Ardeu durante a Revolta Taiping, quando em Março de 1853 o exército Taiping entrou em Nanjing e matando todos os manchus fez da cidade, com o nome de Tianjing, a capital do Grande Reino da Paz Celestial. Para comemorar o 580º Aniversário da primeira viagem marítima de Zheng He, o Governo Municipal de Nanjing em 1985 ordenou a construção do Parque Zheng He, ampliado vinte anos depois. Hoje, situado no distrito Qin Huai, na Rua Taiping nan encontra-se a Praça Zheng He onde está uma das estátuas do Admirável Almirante e por trás, o Jardim com o nome desse grande navegador.

Como o geomante Yuan Gong muito tempo antes tinha prognosticado que aos quarenta anos Zhu Di subiria ao trono da China, agora como Imperador Yongle questionava o filho deste, o oficial civil Yuan Zhong Che se Ma He seria a pessoa indicada para levar avante a empresa de liderar uma expedição ao Mar do Oeste. Com resposta afirmativa, o Imperador em 1404 mudou o nome de Ma He para Zheng He e designou-o Almirante da Armada, então já em preparação.

Estaleiros da dinastia Ming

Muitos dos juncos para essa armada foram construídos no estaleiro situado a Noroeste de Nanjing, na zona de San Che He, compreendida entre as aldeias de Zhong Bao e Shang Bao, ao longo do Changjiang onde existiam sete longas docas secas (zuo tang) dispostas paralelamente na direcção Nordeste a fazerem um ângulo de 62°. Segundo alguns investigadores, nessa área estariam dois diferentes estaleiros de épocas distintas, o Longjiang feito no reinado do Imperador Hongwu e o do Tesouro construído no terceiro ano do reinado de Yongle, mas há quem contraponha ser de data anterior e 1405 corresponder apenas ao nome dado, baochuan chang.

Ocupando uma área de mil mu (666.700 m²) no recinto do estaleiro viviam cerca de 20 mil pessoas e para nele entrar os empregados tinham de mostrar um dístico específico, bilhete de identidade onde constava o posto que ocupavam. Aí existiam os departamentos administrativos, locais para os trabalhadores, com centenas de casas para morarem, mercado e também armazéns. Laborava-se dia e noite e havia capacidade para construir simultaneamente mais de uma centena de barcos. Aqui o Imperador Yongle ordenou fazer ou reparar 2787 juncos.

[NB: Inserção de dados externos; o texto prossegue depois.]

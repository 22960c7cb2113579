use serde::Serialize;

/// Relay engine state machine.
///
/// ```text
/// Idle ──start──▶ Running ──stop──▶ Idle
/// ```
#[derive(Debug, Clone, Copy, PartialEq, Eq, Serialize)]
#[serde(rename_all = "lowercase")]
pub enum RelayState {
    Idle,
    Running,
}

impl RelayState {
    pub fn is_idle(&self) -> bool {
        matches!(self, Self::Idle)
    }

    pub fn is_running(&self) -> bool {
        matches!(self, Self::Running)
    }
}

impl std::fmt::Display for RelayState {
    fn fmt(&self, f: &mut std::fmt::Formatter<'_>) -> std::fmt::Result {
        match self {
            Self::Idle => f.write_str("idle"),
            Self::Running => f.write_str("running"),
        }
    }
}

O livro da dinastia Ming, Longjiang Chuan Chang Zhi 《龙江船廠志》 refere a organização do trabalho nos estaleiros, onde entre as docas havia sete grandes locais para específicos trabalhos, como o de criar e escolher os modelos dos juncos, realizar os cálculos para as diferentes partes dos barcos, o ligado à metalurgia, fazerem-se cabos e cordas e as velas. No departamento dedicado às madeiras existiam várias secções: numa eram armazenadas, marcando-se as proveniências com algarismos a servir também para indicar a qual parte da embarcação eram destinadas. Existiam mais treze pequenos locais para outros propósitos. Tudo ficava registado e quando havia necessidade de se fazer alguma reparação era fácil localizar o material para substituir e a quem se deveria responsabilizar, tal como se prevenia comportamentos de corrupção.

Usando o modelo do junco de Fujian, o Fuchuan, com o casco em V, realizando algumas transformações criou-se entre outros o barco do Tesouro, baochuan com mais de 120 metros de comprimento, 50 metros de largura e nove mastros, que deslocava 8 mil toneladas.

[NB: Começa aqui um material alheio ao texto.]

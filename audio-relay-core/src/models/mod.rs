pub mod config;
pub mod device;
pub mod diagnostics;
pub mod error;
pub mod format;
pub mod state;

A meio do estaleiro, entre a primeira e a quarta doca estava o templo a Tian Fei, chamado pelos locais Niang Niang Miao e quando um junco ficava pronto realizava-se uma cerimónia onde a deusa era convidada a percorrer o interior da embarcação, havendo nos barcos um local especial para o altar. Inundada a doca com a água do Rio Jia saia o junco a navegar para entrar no Yangtzé.

Parque Baochuan

Em 2014 voltámos a Nanjing à procura dos Estaleiros do Tesouro (Baochuan chang), situados fora da muralha da cidade e trazíamos agora a localização, pois os trabalhos arqueológicos iniciados em 2003 estavam já realizados em Setembro de 2004, tendo sido aberto no ano seguinte o Parque Baochuan como atracção turística e museu. Apenas uma doca dos estaleiros fora estudada pois o local das restantes seis tinha sido ocupado por edifícios de habitação devido à expansão da cidade.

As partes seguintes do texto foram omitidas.